I agree that comparing the service quality of TED to Scoot or Silk is not fair. Asian carriers are leaps and bounds ahead of anything the in the USA as far as service is concerned.
Wasn’t the first Continental Light (CALight)? Or was it USAir’s Metrojet? Also, don’t forget Delta’s Song!
The first may have been the blink-and-you-miss-them Continental West and United’s Friendship Express. Now there’s a blast from the 80’s!
Wow – great call out on Friendship Express. Just did a little digging and apparently that was their response to New York Air.
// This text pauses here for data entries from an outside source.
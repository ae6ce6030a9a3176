//! Decoding of raw selections.

use chrono::{DateTime, NaiveDateTime, SecondsFormat, Utc};
use serde_json::Value;

use crate::error::{Result, SqlError};

/// Validates or coerces the driver value of a raw selection.
///
/// NULL passes through every decoder.
#[derive(Debug, Clone, Copy)]
pub enum RawDecoder {
    /// Any value, unchanged.
    Any,
    /// A number; numeric strings are parsed.
    Number,
    /// An integer; integral strings are parsed.
    Integer,
    /// A string.
    Text,
    /// A boolean.
    Boolean,
    /// A timestamp, normalized to RFC 3339 in UTC.
    Timestamp,
    /// A JSON object or array.
    Json,
    /// A caller supplied decoder returning `None` on mismatch.
    Custom {
        /// What the decoder expects, used in error messages.
        expected: &'static str,
        /// The decoding function.
        decode: fn(&Value) -> Option<Value>,
    },
}

impl RawDecoder {
    const fn expected(&self) -> &'static str {
        match self {
            Self::Any => "any value",
            Self::Number => "a number",
            Self::Integer => "an integer",
            Self::Text => "a string",
            Self::Boolean => "a boolean",
            Self::Timestamp => "a timestamp",
            Self::Json => "a json object or array",
            Self::Custom { expected, .. } => *expected,
        }
    }

    /// Decodes the value stored under `key`.
    pub fn decode(&self, key: &str, value: &Value) -> Result<Value> {
        if value.is_null() {
            return Ok(Value::Null);
        }
        let decoded = match self {
            Self::Any => Some(value.clone()),
            Self::Number => match value {
                Value::Number(_) => Some(value.clone()),
                Value::String(s) => s
                    .parse::<f64>()
                    .ok()
                    .and_then(serde_json::Number::from_f64)
                    .map(Value::Number),
                _ => None,
            },
            Self::Integer => match value {
                Value::Number(n) if n.is_i64() || n.is_u64() => Some(value.clone()),
                Value::Number(n) => n.as_f64().and_then(integral).map(Value::from),
                Value::String(s) => s.parse::<i64>().ok().map(Value::from),
                _ => None,
            },
            Self::Text => value.is_string().then(|| value.clone()),
            Self::Boolean => value.is_boolean().then(|| value.clone()),
            Self::Timestamp => value.as_str().and_then(parse_timestamp).map(Value::String),
            Self::Json => (value.is_object() || value.is_array()).then(|| value.clone()),
            Self::Custom { decode, .. } => decode(value),
        };
        decoded.ok_or_else(|| SqlError::InvalidValue {
            key: key.to_string(),
            expected: self.expected(),
            value: value.to_string(),
        })
    }
}

#[allow(clippy::cast_possible_truncation)]
fn integral(f: f64) -> Option<i64> {
    (f.fract() == 0.0 && f.is_finite()).then_some(f as i64)
}

fn parse_timestamp(s: &str) -> Option<String> {
    if let Ok(ts) = DateTime::parse_from_rfc3339(s) {
        return Some(
            ts.with_timezone(&Utc)
                .to_rfc3339_opts(SecondsFormat::Millis, true),
        );
    }
    ["%Y-%m-%dT%H:%M:%S%.f", "%Y-%m-%d %H:%M:%S%.f"]
        .iter()
        .find_map(|format| NaiveDateTime::parse_from_str(s, format).ok())
        .map(|naive| naive.and_utc().to_rfc3339_opts(SecondsFormat::Millis, true))
}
Interesting fact about their launch of Friendship Express – when it launched, aircraft utilization went up to 10 hours a day from 7.5. Ah, those were the days.
Oh god, SONG! That sweet little tune made my fillings pop out on general principle alone!
I took a trip to SE Asia for Thanksgiving, flying United on SFO-SIN. And the irony was that before each of the movies or TV shows there was an advertisement for Marriott and their partnership with this new “idea engine”, called …. wait for it …. TED.
How does all this compare to Rouge? It sounds similar and that one seems to be working?
I think ultimately they’re all accounting exercises–start a new carrier with reduced costs until it is no longer politically/economically feasible and/or you get the cost structure you really want at mainline.
Jeremy – Rouge has a premium cabin. In fact, when it started, it had a European-style premium cabin that was panned by all, so they changed it to be a more traditional First Class-like cabin. But Rouge is also only there because Air Canada can’t get lower labor costs for its mainline operation.
It’s just a cost saving game.
God I loathe the Scoot brand and branding as much as I did Ted. It’s the polar opposite of SQ in every way, and now predictably SQ is pushing more and more capacity onto its lower cost producer, but at what point does it stop making sense to connect people from LHR on Suites to JOG on a carrier named after what a dog does on the floor? Competition is only going to increase and the separate brands aren’t doing the group any favors. .I think it would have been better to keep and expand the Silk brand, give them SQ’s ex 333s with 330+ seats ala Transat with tiny J cabin/Y+/and buy on board for cheap fares. Best would be to merge it all into one airline but I think buy on board @ SQ is not happening any time soon.
People may be annoyed because the flights are no longer on a “premium airline” (not that that means anything anyways), but it sounds like the hard product will be pretty much the same as Silk Air now. As long as it’s communicated well and operationally smooth, what will the difference really be for passengers?
Jason – Where are you hearing the hard product is the same? If they go with the existing Scoot standard, there will be no premium cabin onboard.
If they opt to go with two classes, then they’re just adding complexity to the Scoot operation. Either way, I couldn’t get Singapore to confirm what they were going to do.